Among Buddhists, death is regarded as an occasion of major religious significance, both for the deceased and for the survivors. For the deceased, it marks the moment when the transition begins to a new mode of existence within the round of rebirths. When death occurs, all the karmic forces that the dead person accumulated during the course of his or her lifetime become activated and determine the next rebirth. For the living, death is a powerful reminder of the Buddha's teaching on impermanence; it also provides an opportunity to assist the deceased person as he or she fares on to the new existence. BuddhaNet has published a guidance article about the subject, which also discusses the traditions of different Buddhist schools. There are also several academic reviews of this subject.


Theravada traditions

For the non-Arhat, death is a time of transitioning to a yet another rebirth; thus, the living participate in acts that transfer merit to the departed, either providing for a more auspicious rebirth or for the relief of suffering in the departed's new existence. For the living, ceremonies marking another's death are a reminder of life's impermanence, a fundamental aspect of the Buddha's teaching.[1][6] Death rites are generally the only life cycle ritual that Theravāda Buddhist monks get involved in and are therefore of great importance.

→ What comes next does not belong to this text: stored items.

//! fu-ls binary entry point.
//!
//! ```text
//! fu-ls [--config PATH] [serve]      LSP over stdin/stdout
//! fu-ls [--config PATH] check FILE.. print diagnostics, exit 1 if any
//! ```
//!
//! stdout carries the protocol in `serve` mode, so logs go to a file (or
//! stderr when no log file can be opened).

use std::fs::{self, OpenOptions};
use std::io::{self, Write};
use std::path::{Path, PathBuf};
use std::process::ExitCode;
use std::sync::Mutex;

use anyhow::{Context, Result, bail};
use clap::{Parser, Subcommand};
use tracing_subscriber::{EnvFilter, fmt, prelude::*};

use fu_config::FuConfig;
use fu_frontend::{CommandFrontEnd, FrontEnd};
use fu_lsp::{DiagnosticsBridge, DiagnosticsConfig, LanguageServer};
use fu_types::{DocumentId, TextDocument};

#[derive(Parser)]
#[command(name = "fu-ls", version)]
#[command(about = "Parse fu sources with an external front-end and report diagnostics")]
struct Cli {
    /// Config file (default: $FU_LS_CONFIG or ~/.fu/config.toml)
    #[arg(long, global = true)]
    config: Option<PathBuf>,
    #[command(subcommand)]
    command: Option<Commands>,
}

#[derive(Subcommand)]
enum Commands {
    /// Run the language server on stdin/stdout (default)
    Serve,
    /// Check files on disk and print their diagnostics (exit 1 if any)
    Check {
        /// Source files to check
        #[arg(required = true)]
        files: Vec<PathBuf>,
    },
}

#[tokio::main(flavor = "current_thread")]
async fn main() -> Result<ExitCode> {
    let cli = Cli::parse();
    init_tracing(cli.config.as_deref());

    let config = load_config(cli.config.as_deref())?;
    let diagnostics = config.diagnostics();
    let front_end = build_front_end(&config)?;

    match cli.command.unwrap_or(Commands::Serve) {
        Commands::Serve => {
            let mut server = LanguageServer::new(front_end, &diagnostics);
            let exit = server
                .serve(tokio::io::stdin(), tokio::io::stdout())
                .await
                .context("Language server session failed")?;
            tracing::info!(?exit, "Language server stopped");
            Ok(ExitCode::from(exit.exit_code()))
        }
        Commands::Check { files } => {
            let mut stdout = io::stdout().lock();
            let count = check_files(front_end, &diagnostics, &files, &mut stdout)?;
            Ok(if count == 0 {
                ExitCode::SUCCESS
            } else {
                ExitCode::FAILURE
            })
        }
    }
}

fn load_config(explicit: Option<&Path>) -> Result<FuConfig> {
    let loaded = match explicit {
        Some(path) => match FuConfig::load_from(path)? {
            Some(config) => Some(config),
            None => bail!("Config file not found: {}", path.display()),
        },
        None => FuConfig::load()?,
    };
    if loaded.is_none() {
        tracing::info!("No config file found; using defaults");
    }
    Ok(loaded.unwrap_or_default())
}

fn build_front_end(config: &FuConfig) -> Result<CommandFrontEnd> {
    let Some(frontend) = config.frontend.as_ref() else {
        bail!(
            "No front-end configured. Add a [frontend] section with `command` to {}",
            config_location().display()
        );
    };
    let front_end = CommandFrontEnd::new(frontend)?;
    Ok(front_end)
}

fn config_location() -> PathBuf {
    fu_config::config_path().unwrap_or_else(|| PathBuf::from("~/.fu/config.toml"))
}

/// Parse each file and write `path:line:col: error: message` lines to `out`.
/// Returns the number of diagnostics across the checked files.
fn check_files<F: FrontEnd>(
    front_end: F,
    config: &DiagnosticsConfig,
    files: &[PathBuf],
    out: &mut impl Write,
) -> Result<usize> {
    let mut bridge = DiagnosticsBridge::new(front_end, config.language_id.clone());

    for path in files {
        let extension = path.extension().and_then(|e| e.to_str()).unwrap_or("");
        let Some(language) = config.language_for_extension(extension) else {
            tracing::warn!(path = %path.display(), "Skipping file with unrecognized extension");
            continue;
        };

        let text = fs::read_to_string(path)
            .with_context(|| format!("Failed to read {}", path.display()))?;
        let absolute = std::path::absolute(path)
            .with_context(|| format!("Failed to resolve {}", path.display()))?;
        let id = DocumentId::from_path(&absolute)?;
        let document = TextDocument::new(id, language, text);

        bridge.refresh(&document);
        for diagnostic in bridge.diagnostics_for(document.id()) {
            writeln!(out, "{}", diagnostic.display_with_path(path))?;
        }
    }

    let snapshot = bridge.snapshot();
    let total = snapshot.total_count();
    tracing::info!(
        files = files.len(),
        failing = snapshot.files().len(),
        total,
        "Check finished"
    );
    Ok(total)
}

fn init_tracing(explicit_config: Option<&Path>) {
    let env_filter = EnvFilter::try_from_default_env().unwrap_or_else(|_| EnvFilter::new("info"));

    let (log_file, init_warnings) = open_log_file(explicit_config);

    if let Some((log_path, file)) = log_file {
        tracing_subscriber::registry()
            .with(fmt::layer().with_ansi(false).with_writer(Mutex::new(file)))
            .with(env_filter)
            .init();

        tracing::info!(path = %log_path.display(), "Logging initialized");
        for warning in init_warnings {
            tracing::warn!("{warning}");
        }
        return;
    }

    tracing_subscriber::registry()
        .with(fmt::layer().with_ansi(false).with_writer(io::stderr))
        .with(env_filter)
        .init();
    for warning in init_warnings {
        tracing::warn!("{warning}");
    }
}

fn open_log_file(explicit_config: Option<&Path>) -> (Option<(PathBuf, fs::File)>, Vec<String>) {
    let mut warnings = Vec::new();

    for candidate in log_file_candidates(explicit_config) {
        if let Some(parent) = candidate.parent()
            && let Err(e) = fs::create_dir_all(parent)
        {
            warnings.push(format!(
                "Failed to create log dir {}: {e}",
                parent.display()
            ));
            continue;
        }

        match OpenOptions::new()
            .create(true)
            .append(true)
            .open(&candidate)
        {
            Ok(file) => return (Some((candidate, file)), warnings),
            Err(e) => warnings.push(format!(
                "Failed to open log file {}: {e}",
                candidate.display()
            )),
        }
    }

    (None, warnings)
}

fn log_file_candidates(explicit_config: Option<&Path>) -> Vec<PathBuf> {
    let mut candidates = Vec::new();

    // Primary: logs/ next to the config file, normally ~/.fu/logs/fu-ls.log
    let config_path = explicit_config
        .map(Path::to_path_buf)
        .or_else(fu_config::config_path);
    if let Some(config_dir) = config_path.as_deref().and_then(Path::parent)
        && !config_dir.as_os_str().is_empty()
    {
        candidates.push(config_dir.join("logs").join("fu-ls.log"));
    }

    // Fallback: ./.fu/logs/fu-ls.log
    candidates.push(PathBuf::from(".fu").join("logs").join("fu-ls.log"));

    candidates
}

A distinctive ritual unique to funeral rites is the offering of cloth to monks. This is known as paṃsukūla in Pali, which means "forsaken robe". This symbolises the discarded rags and body shrouds that monks used for their robes during the time of the Buddha.


Customs in Sri Lanka Offering of cloth on behalf of the dead (mataka-vastra-puja): Before a cremation, at the deceased's home or cemetery, the funeral's presiding monastics are offered a white cloth to be subsequently stitched into monastic robes. During this ceremony, the following verse which was, according to the Mahaparinibbana Sutta, spoken by god Sakka after the passing away of the Buddha, is recited:


Impermanent alas are formations, subject to rise and fall. Having arisen, they cease; their subsiding is bliss.

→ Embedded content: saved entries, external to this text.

//! Obstacle centroids and homotopy-class signatures.
//!
//! Each external obstacle contour contributes one complex centroid. A path
//! through the punctured plane gets a complex H-signature: the sum over its
//! edges of the per-obstacle change in `ln(z - c_k)`, weighted by
//! coefficients chosen so that two paths with common endpoints share a
//! signature exactly when they are homotopic among the obstacles
//! (Bhattacharya-style construction).

use std::f64::consts::{PI, TAU};

use image::imageops::{self, FilterType};
use image::{GrayImage, Luma};
use imageproc::contours::{find_contours, BorderType, Contour};
use log::{debug, warn};
use num_complex::Complex64;

use crate::config::PlannerConfig;
use crate::error::{PlannerError, Result};
use crate::grid::OccupancyGrid;
use crate::types::PixelPoint;

/// A path vertex closer than this to a centroid makes the signature
/// numerically meaningless.
const CENTROID_CLEARANCE: f64 = 1.0;

/// Obstacle centroids with their signature coefficients, valid for one grid
/// snapshot.
#[derive(Clone, Debug, Default)]
pub struct ObstacleField {
    centroids: Vec<Complex64>,
    coefficients: Vec<Complex64>,
}

impl ObstacleField {
    /// Extract one centroid per external obstacle region of the grid and
    /// derive the signature coefficients.
    pub fn from_grid(grid: &OccupancyGrid, config: &PlannerConfig) -> Self {
        let centroids = find_centroids(grid, config);
        let bottom_left = Complex64::new(0.0, 0.0);
        let top_right = Complex64::new(
            grid.width().saturating_sub(1) as f64,
            grid.height().saturating_sub(1) as f64,
        );
        Self::from_centroids(centroids, bottom_left, top_right)
    }

    /// Build the field from known centroids and the map's anchor corners.
    pub fn from_centroids(
        centroids: Vec<Complex64>,
        bottom_left: Complex64,
        top_right: Complex64,
    ) -> Self {
        let coefficients = coefficients(&centroids, bottom_left, top_right);
        Self {
            centroids,
            coefficients,
        }
    }

    pub fn centroid_count(&self) -> usize {
        self.centroids.len()
    }

    pub fn centroids(&self) -> &[Complex64] {
        &self.centroids
    }

    /// H-signature of a polyline through pixel space.
    ///
    /// Edge contributions are partial-summed across worker threads; the
    /// summation order only perturbs low-order bits, well inside the class
    /// threshold. Fails when any vertex passes within a pixel of a
    /// centroid.
    pub fn signature(&self, points: &[PixelPoint]) -> Result<Complex64> {
        if self.centroids.is_empty() || points.len() < 2 {
            return Ok(Complex64::new(0.0, 0.0));
        }

        for point in points {
            for centroid in &self.centroids {
                if (point.as_complex() - centroid).norm() < CENTROID_CLEARANCE {
                    return Err(PlannerError::CentroidContact {
                        x: centroid.re,
                        y: centroid.im,
                    });
                }
            }
        }

        let edge_count = points.len() - 1;
        let workers = std::thread::available_parallelism()
            .map(|n| n.get())
            .unwrap_or(1)
            .min(edge_count);
        let chunk = (edge_count / workers).max(1);

        let mut total = Complex64::new(0.0, 0.0);
        std::thread::scope(|scope| {
            let mut handles = Vec::with_capacity(workers);
            for worker in 0..workers {
                let lo = worker * chunk;
                let hi = if worker + 1 == workers {
                    edge_count
                } else {
                    (lo + chunk).min(edge_count)
                };
                handles.push(scope.spawn(move || self.sum_edges(points, lo, hi)));
            }
            for handle in handles {
                match handle.join() {
                    Ok(partial) => total += partial,
                    Err(_) => warn!("homotopy: signature worker panicked, partial sum dropped"),
                }
            }
        });

        Ok(total)
    }

    fn sum_edges(&self, points: &[PixelPoint], lo: usize, hi: usize) -> Complex64 {
        let mut sum = Complex64::new(0.0, 0.0);
        for index in lo..hi {
            let from = points[index].as_complex();
            let to = points[index + 1].as_complex();

            for (centroid, coefficient) in self.centroids.iter().zip(&self.coefficients) {
                let real = (to - centroid).norm().ln() - (from - centroid).norm().ln();
                let mut imag = (to - centroid).arg() - (from - centroid).arg();
                while imag > PI {
                    imag -= TAU;
                }
                while imag < -PI {
                    imag += TAU;
                }
                sum += Complex64::new(real, imag) * coefficient;
            }
        }
        sum
    }
}

/// Signature coefficients `A_k = f(c_k) / prod_{j != k} (c_k - c_j)` with
/// `f(z) = (z - BL)^a + (z - TR)^a` and `a = (M - 1) / 2`.
fn coefficients(
    centroids: &[Complex64],
    bottom_left: Complex64,
    top_right: Complex64,
) -> Vec<Complex64> {
    let count = centroids.len();
    if count == 0 {
        return Vec::new();
    }
    let exponent = (count as f64 - 1.0) / 2.0;

    centroids
        .iter()
        .enumerate()
        .map(|(k, &centroid)| {
            let numerator = boundary_term(centroid, bottom_left, exponent)
                + boundary_term(centroid, top_right, exponent);
            let denominator = centroids
                .iter()
                .enumerate()
                .filter(|&(j, _)| j != k)
                .fold(Complex64::new(1.0, 0.0), |product, (_, &other)| {
                    product * (centroid - other)
                });
            numerator / denominator
        })
        .collect()
}

#[inline]
fn boundary_term(z: Complex64, anchor: Complex64, exponent: f64) -> Complex64 {
    if exponent == 0.0 {
        Complex64::new(1.0, 0.0)
    } else {
        (z - anchor).powf(exponent)
    }
}

/// One centroid per external obstacle contour, in original pixel
/// coordinates.
///
/// The grid is binarized at the occupancy threshold, downscaled, and its
/// outer borders traced; each top-level contour yields the first-order
/// moment centroid of its polygon. Degenerate contours are dropped.
fn find_centroids(grid: &OccupancyGrid, config: &PlannerConfig) -> Vec<Complex64> {
    if grid.is_empty() {
        return Vec::new();
    }

    let width = grid.width();
    let height = grid.height();
    let image = GrayImage::from_fn(width, height, |x, y| {
        let value = grid.occ(x, y).unwrap_or(0);
        Luma([if value >= config.occupancy_threshold {
            255u8
        } else {
            0u8
        }])
    });

    let scaled_width = ((width as f64 * config.contour_scale).round() as u32).max(1);
    let scaled_height = ((height as f64 * config.contour_scale).round() as u32).max(1);
    let scaled = imageops::resize(&image, scaled_width, scaled_height, FilterType::Nearest);
    let scale_x = width as f64 / scaled_width as f64;
    let scale_y = height as f64 / scaled_height as f64;

    let mut centroids = Vec::new();
    for contour in find_contours::<i32>(&scaled) {
        if contour.border_type != BorderType::Outer || contour.parent.is_some() {
            continue;
        }
        if contour.points.is_empty() {
            continue;
        }
        let (cx, cy) = contour_centroid(&contour);
        if cx.is_nan() || cy.is_nan() {
            debug!("homotopy: dropping degenerate contour centroid");
            continue;
        }
        centroids.push(Complex64::new(cx * scale_x, cy * scale_y));
    }

    debug!("homotopy: {} obstacle centroids", centroids.len());
    centroids
}

/// First-order moment centroid of a traced contour polygon.
///
/// Thin regions collapse to zero area after downscaling; their centroid
/// falls back to the mean of the border points so the obstacle still
/// punctures the plane exactly once.
fn contour_centroid(contour: &Contour<i32>) -> (f64, f64) {
    let points = &contour.points;
    let count = points.len();

    let mut doubled_area = 0.0;
    let mut moment_x = 0.0;
    let mut moment_y = 0.0;
    for i in 0..count {
        let p = &points[i];
        let q = &points[(i + 1) % count];
        let cross = p.x as f64 * q.y as f64 - q.x as f64 * p.y as f64;
        doubled_area += cross;
        moment_x += (p.x + q.x) as f64 * cross;
        moment_y += (p.y + q.y) as f64 * cross;
    }

    if doubled_area.abs() > 1e-9 {
        (
            moment_x / (3.0 * doubled_area),
            moment_y / (3.0 * doubled_area),
        )
    } else {
        let inv = 1.0 / count as f64;
        (
            points.iter().map(|p| p.x as f64).sum::<f64>() * inv,
            points.iter().map(|p| p.y as f64).sum::<f64>() * inv,
        )
    }
}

Aniccā vata saṅkhārā, uppādavayadhammino. Uppajjitvā nirujjhanti tesaṃ vūpasamo sukho.

In addition, as relatives pour water from a vessel to an overflowing cup to symbolize the giving of merit to the deceased, the following verses are recited:

As water raining on a hill flows down to the valley, even so does what is given here benefit the dead.

Unname udakaṃ vaṭṭhaṃ yathā ninnaṃ pavattati evameva ito dinnaṃ petānaṃ upakappati.

As rivers full of water fill the ocean full, even so does what is given here benefit the dead.

Yathā vārivahā pūrā paripūrenti sāgaraṃ Evameva ito dinnaṃ petānaṃ upakappati.

Preaching for the benefit of the dead (mataka-bana): Within a week after the funeral (usually on the third day after), a monastic returns to the deceased's home to provide an appropriate hour-long sermon for surviving relatives and neighbors. The sermon is usually held on the sixth day after the death occurred and often family, friends and neighbours are treated to a meal afterwards.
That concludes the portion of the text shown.